• **HOW TO COMPLETE THIS TASK**:
When you answer, give every record back exactly as written.

THE DATA section start

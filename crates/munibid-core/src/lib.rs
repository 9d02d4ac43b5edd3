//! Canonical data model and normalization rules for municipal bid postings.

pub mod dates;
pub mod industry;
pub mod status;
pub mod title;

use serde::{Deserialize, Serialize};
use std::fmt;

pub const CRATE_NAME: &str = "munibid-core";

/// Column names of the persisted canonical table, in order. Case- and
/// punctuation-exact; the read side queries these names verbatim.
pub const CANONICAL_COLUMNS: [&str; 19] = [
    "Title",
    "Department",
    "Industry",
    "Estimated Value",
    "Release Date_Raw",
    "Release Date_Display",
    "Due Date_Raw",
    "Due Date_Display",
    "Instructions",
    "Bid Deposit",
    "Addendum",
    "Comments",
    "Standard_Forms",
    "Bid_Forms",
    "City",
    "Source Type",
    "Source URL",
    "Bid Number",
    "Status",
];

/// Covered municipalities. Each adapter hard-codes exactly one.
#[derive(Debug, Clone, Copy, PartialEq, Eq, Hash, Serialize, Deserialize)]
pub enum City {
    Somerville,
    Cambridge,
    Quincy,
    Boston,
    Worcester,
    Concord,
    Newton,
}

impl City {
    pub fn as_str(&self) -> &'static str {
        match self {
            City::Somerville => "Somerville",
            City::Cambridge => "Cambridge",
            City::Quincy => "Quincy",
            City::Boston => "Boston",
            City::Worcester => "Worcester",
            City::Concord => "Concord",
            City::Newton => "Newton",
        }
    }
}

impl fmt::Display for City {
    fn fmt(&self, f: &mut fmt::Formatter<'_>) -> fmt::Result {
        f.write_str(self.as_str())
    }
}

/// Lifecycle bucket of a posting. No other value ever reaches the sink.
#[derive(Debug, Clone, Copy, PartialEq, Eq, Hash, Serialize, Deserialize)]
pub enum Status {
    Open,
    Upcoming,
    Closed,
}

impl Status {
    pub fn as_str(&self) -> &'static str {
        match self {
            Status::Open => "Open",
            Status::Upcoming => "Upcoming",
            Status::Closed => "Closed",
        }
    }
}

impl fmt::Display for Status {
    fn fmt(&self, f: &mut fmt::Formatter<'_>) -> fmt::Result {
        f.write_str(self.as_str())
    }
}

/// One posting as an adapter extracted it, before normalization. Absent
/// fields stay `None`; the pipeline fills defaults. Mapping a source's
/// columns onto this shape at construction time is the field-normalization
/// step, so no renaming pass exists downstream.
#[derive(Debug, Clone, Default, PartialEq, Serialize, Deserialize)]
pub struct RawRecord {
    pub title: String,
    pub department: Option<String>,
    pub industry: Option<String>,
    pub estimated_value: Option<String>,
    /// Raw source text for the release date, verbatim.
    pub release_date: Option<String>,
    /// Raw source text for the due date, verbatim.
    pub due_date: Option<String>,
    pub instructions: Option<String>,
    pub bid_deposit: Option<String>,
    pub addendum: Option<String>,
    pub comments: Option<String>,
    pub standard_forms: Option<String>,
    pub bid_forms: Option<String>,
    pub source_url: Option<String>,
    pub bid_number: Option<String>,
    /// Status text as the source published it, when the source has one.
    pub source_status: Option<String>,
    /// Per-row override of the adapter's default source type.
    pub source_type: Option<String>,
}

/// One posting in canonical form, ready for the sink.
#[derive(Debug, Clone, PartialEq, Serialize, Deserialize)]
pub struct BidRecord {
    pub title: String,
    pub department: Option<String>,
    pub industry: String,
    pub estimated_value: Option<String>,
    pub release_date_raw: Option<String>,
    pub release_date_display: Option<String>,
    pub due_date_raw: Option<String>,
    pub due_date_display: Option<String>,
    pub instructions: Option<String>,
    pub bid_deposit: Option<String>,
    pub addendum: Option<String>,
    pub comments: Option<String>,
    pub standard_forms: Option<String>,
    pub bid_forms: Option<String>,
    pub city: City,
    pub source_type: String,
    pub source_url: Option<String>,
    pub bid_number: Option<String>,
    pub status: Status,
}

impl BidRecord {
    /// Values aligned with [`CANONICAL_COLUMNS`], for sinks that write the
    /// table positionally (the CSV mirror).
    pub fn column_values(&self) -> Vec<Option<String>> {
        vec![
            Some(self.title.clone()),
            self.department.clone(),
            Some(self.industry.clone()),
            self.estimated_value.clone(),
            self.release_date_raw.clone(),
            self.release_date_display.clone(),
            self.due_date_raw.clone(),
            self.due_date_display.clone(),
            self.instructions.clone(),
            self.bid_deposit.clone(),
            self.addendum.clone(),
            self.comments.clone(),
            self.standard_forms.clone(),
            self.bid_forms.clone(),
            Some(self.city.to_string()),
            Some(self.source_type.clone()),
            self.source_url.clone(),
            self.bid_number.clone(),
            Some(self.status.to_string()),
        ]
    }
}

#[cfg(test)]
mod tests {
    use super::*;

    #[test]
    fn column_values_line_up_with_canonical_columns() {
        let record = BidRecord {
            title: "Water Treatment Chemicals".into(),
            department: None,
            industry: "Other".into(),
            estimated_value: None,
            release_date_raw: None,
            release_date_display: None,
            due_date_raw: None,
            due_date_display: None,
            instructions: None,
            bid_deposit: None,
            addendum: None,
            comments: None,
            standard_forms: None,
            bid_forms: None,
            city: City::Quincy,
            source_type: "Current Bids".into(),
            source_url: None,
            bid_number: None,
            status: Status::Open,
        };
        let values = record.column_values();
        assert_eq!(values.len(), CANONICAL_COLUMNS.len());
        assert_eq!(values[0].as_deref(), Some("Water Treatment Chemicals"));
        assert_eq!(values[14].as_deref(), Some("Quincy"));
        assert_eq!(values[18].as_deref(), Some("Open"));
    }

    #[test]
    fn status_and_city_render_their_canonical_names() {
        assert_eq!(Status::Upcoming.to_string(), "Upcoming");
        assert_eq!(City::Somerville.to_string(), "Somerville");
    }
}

THE DATA section end

• **OUTPUT OF THE EXERCISE**:
filename crates/munibid-core/src/lib.rs
repository 9d02d4ac43b5edd3
//! Canonical data model and normalization rules for municipal bid postings.

pub mod dates;
pub mod industry;
pub mod status;
pub mod title;

use serde::{Deserialize, Serialize};
use std::fmt;

pub const CRATE_NAME: &str = "munibid-core";

/// Column names of the persisted canonical table, in order. Case- and
/// punctuation-exact; the read side queries these names verbatim.
pub const CANONICAL_COLUMNS: [&str; 19] = [
    "Title",
    "Department",
    "Industry",
    "Estimated Value",
    "Release Date_Raw",
    "Release Date_Display",
    "Due Date_Raw",
    "Due Date_Display",
    "Instructions",
    "Bid Deposit",
    "Addendum",
    "Comments",
    "Standard_Forms",
    "Bid_Forms",
    "City",
    "Source Type",
    "Source URL",
    "Bid Number",
    "Status",
];

/// Covered municipalities. Each adapter hard-codes exactly one.
#[derive(Debug, Clone, Copy, PartialEq, Eq, Hash, Serialize, Deserialize)]
pub enum City {
    Somerville,
    Cambridge,
    Quincy,
    Boston,
    Worcester,
    Concord,
    Newton,
}

impl City {
    pub fn as_str(&self) -> &'static str {
        match self {
            City::Somerville => "Somerville",
            City::Cambridge => "Cambridge",
            City::Quincy => "Quincy",
            City::Boston => "Boston",
            City::Worcester => "Worcester",
            City::Concord => "Concord",
            City::Newton => "Newton",
        }
    }
}

impl fmt::Display for City {
    fn fmt(&self, f: &mut fmt::Formatter<'_>) -> fmt::Result {
        f.write_str(self.as_str())
    }
}

/// Lifecycle bucket of a posting. No other value ever reaches the sink.
#[derive(Debug, Clone, Copy, PartialEq, Eq, Hash, Serialize, Deserialize)]
pub enum Status {
    Open,
    Upcoming,
    Closed,
}

impl Status {
    pub fn as_str(&self) -> &'static str {
        match self {
            Status::Open => "Open",
            Status::Upcoming => "Upcoming",
            Status::Closed => "Closed",
        }
    }
}

impl fmt::Display for Status {
    fn fmt(&self, f: &mut fmt::Formatter<'_>) -> fmt::Result {
        f.write_str(self.as_str())
    }
}

/// One posting as an adapter extracted it, before normalization. Absent
/// fields stay `None`; the pipeline fills defaults. Mapping a source's
/// columns onto this shape at construction time is the field-normalization
/// step, so no renaming pass exists downstream.
#[derive(Debug, Clone, Default, PartialEq, Serialize, Deserialize)]
pub struct RawRecord {
    pub title: String,
    pub department: Option<String>,
    pub industry: Option<String>,
    pub estimated_value: Option<String>,
    /// Raw source text for the release date, verbatim.
    pub release_date: Option<String>,
    /// Raw source text for the due date, verbatim.
    pub due_date: Option<String>,
    pub instructions: Option<String>,
    pub bid_deposit: Option<String>,
    pub addendum: Option<String>,
    pub comments: Option<String>,
    pub standard_forms: Option<String>,
    pub bid_forms: Option<String>,
    pub source_url: Option<String>,
    pub bid_number: Option<String>,
    /// Status text as the source published it, when the source has one.
    pub source_status: Option<String>,
    /// Per-row override of the adapter's default source type.
    pub source_type: Option<String>,
}

/// One posting in canonical form, ready for the sink.
#[derive(Debug, Clone, PartialEq, Serialize, Deserialize)]
pub struct BidRecord {
    pub title: String,
    pub department: Option<String>,
    pub industry: String,
    pub estimated_value: Option<String>,
    pub release_date_raw: Option<String>,
    pub release_date_display: Option<String>,
    pub due_date_raw: Option<String>,
    pub due_date_display: Option<String>,
    pub instructions: Option<String>,
    pub bid_deposit: Option<String>,
    pub addendum: Option<String>,
    pub comments: Option<String>,
    pub standard_forms: Option<String>,
    pub bid_forms: Option<String>,
    pub city: City,
    pub source_type: String,
    pub source_url: Option<String>,
    pub bid_number: Option<String>,
    pub status: Status,
}

impl BidRecord {
    /// Values aligned with [`CANONICAL_COLUMNS`], for sinks that write the
    /// table positionally (the CSV mirror).
    pub fn column_values(&self) -> Vec<Option<String>> {
        vec![
            Some(self.title.clone()),
            self.department.clone(),
            Some(self.industry.clone()),
            self.estimated_value.clone(),
            self.release_date_raw.clone(),
            self.release_date_display.clone(),
            self.due_date_raw.clone(),
            self.due_date_display.clone(),
            self.instructions.clone(),
            self.bid_deposit.clone(),
            self.addendum.clone(),
            self.comments.clone(),
            self.standard_forms.clone(),
            self.bid_forms.clone(),
            Some(self.city.to_string()),
            Some(self.source_type.clone()),
            self.source_url.clone(),
            self.bid_number.clone(),
            Some(self.status.to_string()),
        ]
    }
}

#[cfg(test)]
mod tests {
    use super::*;

    #[test]
    fn column_values_line_up_with_canonical_columns() {
        let record = BidRecord {
            title: "Water Treatment Chemicals".into(),
            department: None,
            industry: "Other".into(),
            estimated_value: None,
            release_date_raw: None,
            release_date_display: None,
            due_date_raw: None,
            due_date_display: None,
            instructions: None,
            bid_deposit: None,
            addendum: None,
            comments: None,
            standard_forms: None,
            bid_forms: None,
            city: City::Quincy,
            source_type: "Current Bids".into(),
            source_url: None,
            bid_number: None,
            status: Status::Open,
        };
        let values = record.column_values();
        assert_eq!(values.len(), CANONICAL_COLUMNS.len());
        assert_eq!(values[0].as_deref(), Some("Water Treatment Chemicals"));
        assert_eq!(values[14].as_deref(), Some("Quincy"));
        assert_eq!(values[18].as_deref(), Some("Open"));
    }

    #[test]
    fn status_and_city_render_their_canonical_names() {
        assert_eq!(Status::Upcoming.to_string(), "Upcoming");
        assert_eq!(City::Somerville.to_string(), "Somerville");
    }
}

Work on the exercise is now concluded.